▶ Directions for this task: Among the entries below, find the line with "may be missing.", then quote it and each following line up to and including the line with "#[derive(Debug, Clone, Default, sqlx::FromRow)]", and nothing else.

Dataset entries:
○ ○ ○ ○

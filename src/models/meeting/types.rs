use chrono::NaiveDate;
use serde::{Deserialize, Serialize};

/// Meeting as returned by the backing store, with its nested children.
///
/// Every text field is optional: the normalizer resolves gaps to placeholders.
#[derive(Debug, Clone, Default, PartialEq, Deserialize)]
pub struct RawMeeting {
    pub id: i64,
    #[serde(default)]
    pub territory: Option<String>,
    pub date: NaiveDate,
    #[serde(default)]
    pub time: Option<String>,
    #[serde(default)]
    pub facilitator: Option<String>,
    #[serde(default)]
    pub agenda_items: Vec<RawAgendaItem>,
}

#[derive(Debug, Clone, Default, PartialEq, Deserialize)]
pub struct RawAgendaItem {
    pub id: i64,
    #[serde(default)]
    pub description: Option<String>,
    #[serde(default)]
    pub actions: Vec<RawAction>,
}

#[derive(Debug, Clone, Default, PartialEq, Deserialize)]
pub struct RawAction {
    pub id: i64,
    #[serde(default)]
    pub problem: Option<String>,
    #[serde(default)]
    pub description: Option<String>,
    #[serde(default)]
    pub solution: Option<String>,
    #[serde(default)]
    pub deadline: Option<NaiveDate>,
    #[serde(default)]
    pub status: Option<String>,
    /// One entry per responsible-party join row; the name may be missing.
    #[serde(default)]
    pub responsible: Vec<Option<String>>,
}

/// One row of the meeting → agenda → action → responsible LEFT JOIN.
#[derive(Debug, Clone, Default, sqlx::FromRow)]
pub struct FlatRow {
    pub meeting_id: i64,
    pub meeting_date: NaiveDate,
    pub meeting_time: Option<String>,
    pub facilitator: Option<String>,
    pub territory: Option<String>,
    pub agenda_id: Option<i64>,
    pub agenda_description: Option<String>,
    pub action_id: Option<i64>,
    pub problem: Option<String>,
    pub action_description: Option<String>,
    pub solution: Option<String>,
    pub deadline: Option<NaiveDate>,
    pub status: Option<String>,
    pub responsible_id: Option<i64>,
    pub responsible_name: Option<String>,
}

/// Canonical meeting for the meetings view.
#[derive(Debug, Clone, PartialEq, Serialize)]
pub struct Meeting {
    pub id: String,
    pub territory: String,
    pub date: NaiveDate,
    pub time: Option<String>,
    pub facilitator: String,
    pub total_agenda_items: usize,
    pub total_actions: usize,
}
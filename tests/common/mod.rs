#![allow(dead_code)]

use chrono::NaiveDate;

use painel::models::meeting::RawMeeting;
use painel::models::{ActionItem, Status, Territory};
use painel::views::AppState;

/// Four meetings across three territories.
///
/// - action 100 appears twice (Centro in January, Norte in March)
/// - "Saneamento básico" is discussed in Norte and Sul with different casing
/// - meeting 4 has no agenda; "Educação" has no actions
const FIXTURE: &str = r#"[
  {
    "id": 1, "territory": "Norte", "date": "2025-03-10", "time": "10:00",
    "facilitator": "Carla Souza",
    "agenda_items": [
      {
        "id": 10, "description": "Saneamento básico",
        "actions": [
          { "id": 100, "problem": "Esgoto a céu aberto", "description": "Mutirão de limpeza",
            "deadline": "2025-04-01", "status": "Pendente",
            "responsible": ["Ana Lima", "Bruno Reis"] },
          { "id": 101, "problem": "Coleta irregular", "solution": "Nova rota",
            "deadline": "2025-03-20", "status": "Concluído",
            "responsible": ["Ana Lima"] }
        ]
      },
      {
        "id": 11, "description": "Iluminação pública",
        "actions": [
          { "id": 102, "problem": "Postes apagados", "status": "Em andamento", "responsible": [] }
        ]
      }
    ]
  },
  {
    "id": 2, "territory": "Sul", "date": "2025-02-05", "time": null, "facilitator": null,
    "agenda_items": [
      {
        "id": 20, "description": "saneamento básico ",
        "actions": [
          { "id": 103, "problem": "Falta de água", "deadline": "2025-02-28",
            "status": "concluída", "responsible": ["Diego"] }
        ]
      },
      { "id": 21, "description": "Educação", "actions": [] }
    ]
  },
  {
    "id": 3, "territory": "Centro", "date": "2025-01-15", "facilitator": "Eva",
    "agenda_items": [
      {
        "id": 30, "description": "Saúde",
        "actions": [
          { "id": 100, "problem": "Esgoto a céu aberto", "status": "Pendente",
            "responsible": ["Ana Lima"] },
          { "id": 104, "problem": "Fila no posto", "deadline": "2025-01-30",
            "status": "EM ANDAMENTO", "responsible": ["Eva"] }
        ]
      }
    ]
  },
  { "id": 4, "territory": "Norte", "date": "2025-01-20", "agenda_items": [] }
]"#;

pub fn raw_tree() -> Vec<RawMeeting> {
    serde_json::from_str(FIXTURE).expect("fixture parses")
}

pub fn territories() -> Vec<Territory> {
    ["Centro", "Leste", "Norte", "Sul"]
        .iter()
        .enumerate()
        .map(|(i, name)| Territory { id: (i + 1).to_string(), name: name.to_string() })
        .collect()
}

/// App state with all three views `Ready` from the fixture.
pub fn state() -> AppState {
    AppState::from_snapshot(&raw_tree(), territories())
}

pub fn date(s: &str) -> NaiveDate {
    NaiveDate::parse_from_str(s, "%Y-%m-%d").expect("valid date")
}

pub fn action(id: &str, territory: &str, meeting_date: &str, status: Status) -> ActionItem {
    ActionItem {
        id: id.to_string(),
        meeting_date: date(meeting_date),
        agenda_item_description: "Pauta".to_string(),
        problem: format!("Problema {id}"),
        description: String::new(),
        solution: String::new(),
        responsible_parties: "Sem responsável".to_string(),
        territory: territory.to_string(),
        deadline: None,
        status,
    }
}
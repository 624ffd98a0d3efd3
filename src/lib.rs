pub mod config;
pub mod db;
pub mod errors;
pub mod filters;
pub mod handlers;
pub mod metrics;
pub mod models;
pub mod normalizer;
pub mod reports;
pub mod views;
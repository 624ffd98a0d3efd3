pub mod actions;
pub mod agenda;
pub mod filters;
pub mod meetings;
pub mod refetch;
pub mod reports;

use actix_web::{
    web, Error, HttpResponse,
    body::MessageBody,
    dev::{ServiceRequest, ServiceResponse},
    http::Method,
    middleware::{from_fn, Next},
};

/// Rejects body-carrying requests (POST/PUT/PATCH) that are not JSON.
async fn require_json_content_type(
    req: ServiceRequest,
    next: Next<impl MessageBody + 'static>,
) -> Result<ServiceResponse<impl MessageBody>, Error> {
    let method = req.method().clone();

    if method == Method::POST || method == Method::PUT || method == Method::PATCH {
        let content_type = req
            .headers()
            .get("content-type")
            .and_then(|v| v.to_str().ok())
            .unwrap_or("");

        if !content_type.starts_with("application/json") {
            let body = serde_json::json!({
                "error": "Content-Type must be application/json"
            });
            let response = HttpResponse::BadRequest().json(body);
            return Ok(req.into_response(response).map_into_right_body());
        }
    }

    next.call(req).await.map(|res| res.map_into_left_body())
}

/// Register the JSON API and report routes.
pub fn configure(cfg: &mut web::ServiceConfig) {
    cfg.service(
        web::scope("/api")
            .route("/territories", web::get().to(meetings::territories))
            .route("/action-items", web::get().to(actions::list))
            .route("/action-items/metric/{status}", web::post().to(actions::toggle_metric))
            .route("/agenda-items", web::get().to(agenda::list))
            .route("/meetings", web::get().to(meetings::list))
            .route("/refetch/{view}", web::post().to(refetch::refetch))
            .service(
                web::scope("/filters")
                    .service(
                        web::resource("")
                            .wrap(from_fn(require_json_content_type))
                            .route(web::get().to(filters::show))
                            .route(web::put().to(filters::replace))
                            .route(web::patch().to(filters::patch))
                            .route(web::delete().to(filters::clear)),
                    )
                    .route("/territories/{name}/toggle", web::post().to(filters::toggle_territory))
                    .route("/statuses/{status}/toggle", web::post().to(filters::toggle_status)),
            ),
    );
    cfg.service(
        web::scope("/reports")
            .route("/{kind}/options", web::get().to(reports::options))
            .route("/{kind}/quick", web::get().to(reports::quick))
            .service(
                web::resource("/{kind}")
                    .wrap(from_fn(require_json_content_type))
                    .route(web::post().to(reports::custom)),
            ),
    );
}
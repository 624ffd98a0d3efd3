use sqlx::PgPool;
use sqlx::postgres::PgPoolOptions;

use crate::config::AppConfig;

pub const MIGRATIONS: &str = include_str!("schema.sql");

/// Pool that connects on first use, so an unreachable database surfaces as a
/// view fetch error instead of stopping startup.
pub fn init_pool(config: &AppConfig) -> Result<PgPool, sqlx::Error> {
    PgPoolOptions::new()
        .max_connections(config.db_max_connections)
        .connect_lazy(&config.database_url)
}

pub async fn run_migrations(pool: &PgPool) -> Result<(), sqlx::Error> {
    sqlx::raw_sql(MIGRATIONS).execute(pool).await?;
    log::info!("Database schema applied");
    Ok(())
}
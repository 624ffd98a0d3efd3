//! Printable report generation for the three record kinds.
//!
//! A report is filtered, sorted, projected onto the selected columns and
//! rendered to one self-contained HTML page, then handed to an output target.

use std::collections::BTreeSet;
use std::fmt;

use askama::Template;
use chrono::{Local, NaiveDate, NaiveDateTime};
use serde::{Deserialize, Serialize};

use crate::filters::{self, FilterSpec, Filterable};
use crate::models::{ActionItem, AgendaItem, Meeting, Status};

pub mod columns;
pub mod render;
pub mod sort;
pub mod summary;

pub use columns::{Cell, Column};
pub use render::ReportDocument;
pub use sort::{SortDir, SortSpec};
pub use summary::SummaryItem;

#[derive(Debug, Clone, Copy, PartialEq, Eq, Serialize, Deserialize)]
#[serde(rename_all = "kebab-case")]
pub enum ReportKind {
    Meetings,
    AgendaItems,
    ActionItems,
}

impl ReportKind {
    pub fn key(self) -> &'static str {
        match self {
            ReportKind::Meetings => "meetings",
            ReportKind::AgendaItems => "agenda-items",
            ReportKind::ActionItems => "action-items",
        }
    }

    pub fn from_key(key: &str) -> Option<Self> {
        [ReportKind::Meetings, ReportKind::AgendaItems, ReportKind::ActionItems]
            .into_iter()
            .find(|k| k.key() == key)
    }

    pub fn title(self) -> &'static str {
        match self {
            ReportKind::Meetings => "Relatório de Reuniões",
            ReportKind::AgendaItems => "Relatório de Pautas",
            ReportKind::ActionItems => "Relatório de Apontamentos",
        }
    }

    pub fn table_title(self) -> &'static str {
        match self {
            ReportKind::Meetings => "Detalhamento das Reuniões",
            ReportKind::AgendaItems => "Detalhamento das Pautas",
            ReportKind::ActionItems => "Detalhamento dos Apontamentos",
        }
    }

    /// Newest first on the kind's main date.
    pub fn default_sort(self) -> SortSpec {
        let field = match self {
            ReportKind::Meetings => "date",
            ReportKind::AgendaItems => "meeting_date",
            ReportKind::ActionItems => "deadline",
        };
        SortSpec::new(field, SortDir::Desc)
    }
}

#[derive(Debug, Clone, Copy, PartialEq, Eq, Serialize, Deserialize)]
#[serde(default)]
pub struct Layout {
    pub include_header: bool,
    pub include_summary: bool,
    pub include_footer: bool,
}

impl Default for Layout {
    fn default() -> Self {
        Self { include_header: true, include_summary: true, include_footer: true }
    }
}

/// Report-only filter: one territory, a date range, and for action items
/// one status.
#[derive(Debug, Clone, Default, PartialEq, Eq, Serialize, Deserialize)]
pub struct ReportFilter {
    #[serde(default)]
    pub territory: Option<String>,
    #[serde(default, deserialize_with = "filters::optional_date")]
    pub date_from: Option<NaiveDate>,
    #[serde(default, deserialize_with = "filters::optional_date")]
    pub date_to: Option<NaiveDate>,
    #[serde(default)]
    pub status: Option<Status>,
}

impl ReportFilter {
    /// The equivalent shared filter spec. The status is only kept for action items.
    pub fn to_spec(&self, kind: ReportKind) -> FilterSpec {
        FilterSpec {
            territories: self.territory.iter().filter(|t| !t.is_empty()).cloned().collect(),
            statuses: match (kind, self.status) {
                (ReportKind::ActionItems, Some(s)) => BTreeSet::from([s]),
                _ => BTreeSet::new(),
            },
            date_from: self.date_from,
            date_to: self.date_to,
            search: String::new(),
        }
    }
}

/// User choices for a custom report. Missing parts fall back to the kind's defaults.
#[derive(Debug, Clone, Default, PartialEq, Eq, Serialize, Deserialize)]
#[serde(default)]
pub struct ReportConfig {
    pub filter: ReportFilter,
    /// Column keys to include; `None` selects the default columns.
    pub fields: Option<BTreeSet<String>>,
    pub sort: Option<SortSpec>,
    pub layout: Layout,
}

#[derive(Debug, Clone, PartialEq, Eq)]
pub enum ReportMode {
    /// Everything given, unfiltered and unsorted, with default columns.
    Quick,
    Custom(ReportConfig),
}

impl ReportMode {
    pub fn is_quick(&self) -> bool {
        matches!(self, ReportMode::Quick)
    }
}

/// What happens to a rendered report.
#[derive(Debug, Clone, Copy, Default, PartialEq, Eq, Serialize, Deserialize)]
#[serde(rename_all = "snake_case")]
pub enum Delivery {
    #[default]
    Print,
    Download,
    /// Rendered for display only; no output target is involved.
    Preview,
}

/// Title and description of a user-facing notification.
#[derive(Debug, Clone, PartialEq, Eq, Serialize)]
pub struct Notice {
    pub title: String,
    pub description: String,
}

impl Notice {
    fn new(title: &str, description: impl Into<String>) -> Self {
        Self { title: title.to_string(), description: description.into() }
    }
}

#[derive(Debug)]
pub enum ReportError {
    /// Nothing left to report after filtering.
    EmptyResult { quick: bool, delivery: Delivery },
    /// The output target refused to open.
    TargetUnavailable { delivery: Delivery },
    Render(askama::Error),
}

impl ReportError {
    pub fn notice(&self) -> Notice {
        match self {
            ReportError::EmptyResult { quick: true, .. } => {
                Notice::new("Nenhum dado disponível", "Não há dados para gerar o relatório.")
            }
            ReportError::EmptyResult { delivery, .. } => {
                let title = match delivery {
                    Delivery::Print => "Nenhum dado para imprimir",
                    Delivery::Download => "Nenhum dado para baixar",
                    Delivery::Preview => "Nenhum dado para exibir",
                };
                Notice::new(title, "Ajuste os filtros para incluir dados no relatório.")
            }
            ReportError::TargetUnavailable { delivery } => {
                let title = match delivery {
                    Delivery::Download => "Erro ao abrir janela",
                    _ => "Erro ao abrir janela de impressão",
                };
                Notice::new(title, "Verifique se o bloqueador de pop-ups está desabilitado.")
            }
            ReportError::Render(_) => {
                Notice::new("Erro ao gerar relatório", "Não foi possível montar o documento.")
            }
        }
    }

    /// True for conditions the user can fix by changing the request.
    pub fn is_recoverable(&self) -> bool {
        !matches!(self, ReportError::Render(_))
    }
}

impl fmt::Display for ReportError {
    fn fmt(&self, f: &mut fmt::Formatter<'_>) -> fmt::Result {
        match self {
            ReportError::EmptyResult { quick, .. } => {
                write!(f, "No records to report (quick mode: {quick})")
            }
            ReportError::TargetUnavailable { .. } => write!(f, "Report output target unavailable"),
            ReportError::Render(e) => write!(f, "Report render error: {e}"),
        }
    }
}

impl std::error::Error for ReportError {}

impl From<askama::Error> for ReportError {
    fn from(e: askama::Error) -> Self {
        ReportError::Render(e)
    }
}

/// Destination for a rendered report (a print window, a download buffer).
pub trait OutputTarget {
    /// Prepare a fresh document. Returns false when the target cannot be opened.
    fn open(&mut self, title: &str) -> bool;
    fn write_document(&mut self, html: &str);
}

/// In-memory target; can be made unavailable to mimic a blocked window.
#[derive(Debug, Default)]
pub struct BufferTarget {
    pub blocked: bool,
    pub title: Option<String>,
    pub html: String,
}

impl BufferTarget {
    pub fn new() -> Self {
        Self::default()
    }

    pub fn blocked() -> Self {
        Self { blocked: true, ..Self::default() }
    }
}

impl OutputTarget for BufferTarget {
    fn open(&mut self, title: &str) -> bool {
        if self.blocked {
            return false;
        }
        self.title = Some(title.to_string());
        self.html.clear();
        true
    }

    fn write_document(&mut self, html: &str) {
        self.html.push_str(html);
    }
}

/// Record types a report can be built from.
pub trait ReportRecord: Filterable + Clone {
    const KIND: ReportKind;

    fn columns() -> Vec<Column<Self>>;

    fn summary(records: &[Self]) -> Vec<SummaryItem>;
}

impl ReportRecord for Meeting {
    const KIND: ReportKind = ReportKind::Meetings;

    fn columns() -> Vec<Column<Self>> {
        columns::meeting_columns()
    }

    fn summary(records: &[Self]) -> Vec<SummaryItem> {
        summary::meetings(records)
    }
}

impl ReportRecord for AgendaItem {
    const KIND: ReportKind = ReportKind::AgendaItems;

    fn columns() -> Vec<Column<Self>> {
        columns::agenda_columns()
    }

    fn summary(records: &[Self]) -> Vec<SummaryItem> {
        summary::agenda_items(records)
    }
}

impl ReportRecord for ActionItem {
    const KIND: ReportKind = ReportKind::ActionItems;

    fn columns() -> Vec<Column<Self>> {
        columns::action_columns()
    }

    fn summary(records: &[Self]) -> Vec<SummaryItem> {
        summary::action_items(records)
    }
}

/// Filter, sort and project `records` into a document.
///
/// Refuses with `EmptyResult` when no record survives the filter.
pub fn build<T: ReportRecord>(
    records: &[T],
    mode: &ReportMode,
    delivery: Delivery,
    generated_at: NaiveDateTime,
) -> Result<ReportDocument, ReportError> {
    let all_columns = T::columns();
    let (rows, selected, layout, badges) = match mode {
        ReportMode::Quick => {
            let selected: Vec<&Column<T>> = all_columns.iter().filter(|c| c.default).collect();
            (records.to_vec(), selected, Layout::default(), Vec::new())
        }
        ReportMode::Custom(config) => {
            let spec = config.filter.to_spec(T::KIND);
            let mut rows = filters::filter(records, &spec);
            let sort = config.sort.clone().unwrap_or_else(|| T::KIND.default_sort());
            sort::sort_records(&mut rows, &all_columns, &sort);
            let selected: Vec<&Column<T>> = all_columns
                .iter()
                .filter(|c| match &config.fields {
                    Some(fields) => fields.contains(c.key),
                    None => c.default,
                })
                .collect();
            let f = &config.filter;
            let badges = render::badges(
                f.territory.as_deref().filter(|t| !t.is_empty()),
                f.date_from,
                f.date_to,
            );
            (rows, selected, config.layout, badges)
        }
    };

    if rows.is_empty() {
        log::warn!("Refusing empty {} report", T::KIND.key());
        return Err(ReportError::EmptyResult { quick: mode.is_quick(), delivery });
    }

    let (headers, cells) = render::project(&rows, &selected);
    Ok(ReportDocument {
        kind: T::KIND,
        title: T::KIND.title(),
        table_title: T::KIND.table_title(),
        generated_at: render::timestamp(generated_at),
        badges,
        layout,
        summary: T::summary(&rows),
        headers,
        rows: cells,
    })
}

/// Result of a successful report run.
#[derive(Debug, Clone)]
pub struct GeneratedReport {
    pub html: String,
    pub record_count: usize,
    /// `None` for previews.
    pub notice: Option<Notice>,
}

/// Build, render and deliver a report to `target`.
///
/// Previews skip the target entirely.
pub fn generate<T: ReportRecord>(
    records: &[T],
    mode: &ReportMode,
    delivery: Delivery,
    target: &mut dyn OutputTarget,
) -> Result<GeneratedReport, ReportError> {
    generate_at(records, mode, delivery, target, Local::now().naive_local())
}

pub fn generate_at<T: ReportRecord>(
    records: &[T],
    mode: &ReportMode,
    delivery: Delivery,
    target: &mut dyn OutputTarget,
    generated_at: NaiveDateTime,
) -> Result<GeneratedReport, ReportError> {
    let doc = build(records, mode, delivery, generated_at)?;
    let html = doc.render()?;
    let record_count = doc.record_count();

    if delivery == Delivery::Preview {
        return Ok(GeneratedReport { html, record_count, notice: None });
    }

    if !target.open(doc.title) {
        log::warn!("Output target unavailable for {} report", T::KIND.key());
        return Err(ReportError::TargetUnavailable { delivery });
    }
    target.write_document(&html);
    log::info!("Generated {} report with {record_count} records", T::KIND.key());

    Ok(GeneratedReport { html, record_count, notice: Some(success_notice(mode, delivery, record_count)) })
}

fn success_notice(mode: &ReportMode, delivery: Delivery, count: usize) -> Notice {
    match (mode, delivery) {
        (_, Delivery::Download) => {
            Notice::new("Pronto para salvar", "Use Ctrl+P ou Cmd+P e escolha 'Salvar como PDF'.")
        }
        (ReportMode::Quick, _) => Notice::new(
            "Relatório rápido gerado",
            format!("{count} registro(s) incluído(s) no relatório completo."),
        ),
        (ReportMode::Custom(_), _) => Notice::new(
            "Relatório gerado com sucesso",
            format!("{count} registro(s) incluído(s) no relatório."),
        ),
    }
}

○ ○ ○ ○

▶ Solution for this exercise:
    /// One entry per responsible-party join row; the name may be missing.
    #[serde(default)]
    pub responsible: Vec<Option<String>>,
}

/// One row of the meeting → agenda → action → responsible LEFT JOIN.
#[derive(Debug, Clone, Default, sqlx::FromRow)]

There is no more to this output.